Oxidative stress is closely associated with diabetes and can cause free radical accumulation and eventually lead to ocular surface tissue damage. The purpose of this study was to investigate peroxisome proliferator-activated receptor-γ (PPARγ) expression in the lacrimal gland (LG), meibomian gland, and cornea of diabetes-related dry eye mice and whether the PPARγ agonist rosiglitazone can alleviate the oxidative stress of the ocular surface, thereby improving the condition of diabetes-related dry eye. Quantitative RT-PCR (Q-PCR) showed that the PPARγ, catalase, glutathione peroxidase 3, and heme oxygenase-1 (HO-1) mRNA expression levels in the LG of diabetes-related dry eye mice decreased at 8 and 12 weeks. In addition, the increased levels of oxidative stress were confirmed by western blot. Although the mRNA expression levels of antioxidant enzymes in the cornea and meibomian gland decreased at 8 weeks, some of them recovered by 12 weeks. Rosiglitazone alleviated ocular surface damage and increased corneal sensitivity and tear production in diabetes-related dry eye mice. Moreover, the reactive oxygen species accumulation was reduced and the PPARγ, HO-1, and glutathione peroxidase 3 mRNA expression levels were increased in the LG. The PPARγ, HO-1, translocase of the outer membrane 20, and mitochondrial transcription factor A protein levels were also significantly increased.
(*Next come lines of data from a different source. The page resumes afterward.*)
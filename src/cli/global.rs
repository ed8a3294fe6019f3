// streak-rs: Git Backup Streak Keeper
//
// SPDX-FileCopyrightText: 2026 Romeo Ahmed
// SPDX-License-Identifier: GPL-3.0-or-later

//! Global CLI options available for all commands.
//!
//! # Option Precedence
//!
//! ```text
//! --ini FILE          ← Additional config files (can repeat)
//! --base-dir DIR      ← paths.base override
//! --logs-dir DIR      ← paths.logs override
//! --log-level N       ← Console verbosity (0-6)
//! --file-log-level N  ← File verbosity (defaults to --log-level)
//! --log-file FILE     ← Diagnostics file
//!
//! Precedence: CLI flags > STREAK_* env > --ini > streak.toml > defaults
//! ```

use clap::Args;
use std::path::PathBuf;

use crate::logging::FileFormat;

/// Global options available for all commands.
#[derive(Debug, Clone, Default, Args)]
pub struct GlobalOptions {
    /// Path to additional TOML configuration file(s).
    /// Can be specified multiple times.
    #[arg(short = 'i', long = "ini", value_name = "FILE", action = clap::ArgAction::Append)]
    pub inis: Vec<PathBuf>,

    /// Directory whose subdirectories are backed up.
    #[arg(short = 'd', long = "base-dir", value_name = "DIR")]
    pub base_dir: Option<PathBuf>,

    /// Directory for per-project backup logs (relative to the base directory).
    #[arg(long = "logs-dir", value_name = "DIR")]
    pub logs_dir: Option<PathBuf>,

    /// Console log level (0=silent, 1=errors, 2=warnings, 3=info, 4=debug, 5=trace, 6=dump).
    #[arg(short = 'l', long = "log-level", value_name = "LEVEL", value_parser = clap::value_parser!(u8).range(0..=6)
    )]
    pub log_level: Option<u8>,

    /// File log level, overrides --log-level for the log file.
    #[arg(long = "file-log-level", value_name = "LEVEL", value_parser = clap::value_parser!(u8).range(0..=6)
    )]
    pub file_log_level: Option<u8>,

    /// Path to diagnostics log file.
    #[arg(long = "log-file", value_name = "FILE")]
    pub log_file: Option<PathBuf>,

    /// Line format of the diagnostics log file.
    #[arg(long = "log-format", value_name = "FORMAT", value_enum, default_value = "text")]
    pub log_format: FileFormat,
}

impl GlobalOptions {
    /// Command-line options as `(key, value)` configuration overrides.
    #[must_use]
    pub fn to_config_overrides(&self) -> Vec<(&'static str, String)> {
        let mut overrides = Vec::new();

        if let Some(ref base) = self.base_dir {
            overrides.push(("paths.base", base.display().to_string()));
        }

        if let Some(ref logs) = self.logs_dir {
            overrides.push(("paths.logs", logs.display().to_string()));
        }

        overrides
    }
}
These results demonstrated that rosiglitazone reduced oxidative stress in the LG of diabetes-related dry eye mice, at least in part, by activating PPARγ to up-regulate antioxidant enzyme expression. •PPARγ decreased and oxidative stress increased in the ocular surface of the diabetes-related dry eye mice.•Rosiglitazone significantly alleviated ocular surface damage and suppressed oxidative stress of DD mice.•Rosiglitazone played an antioxidant role by activating PPARγ in the type I diabetes mice.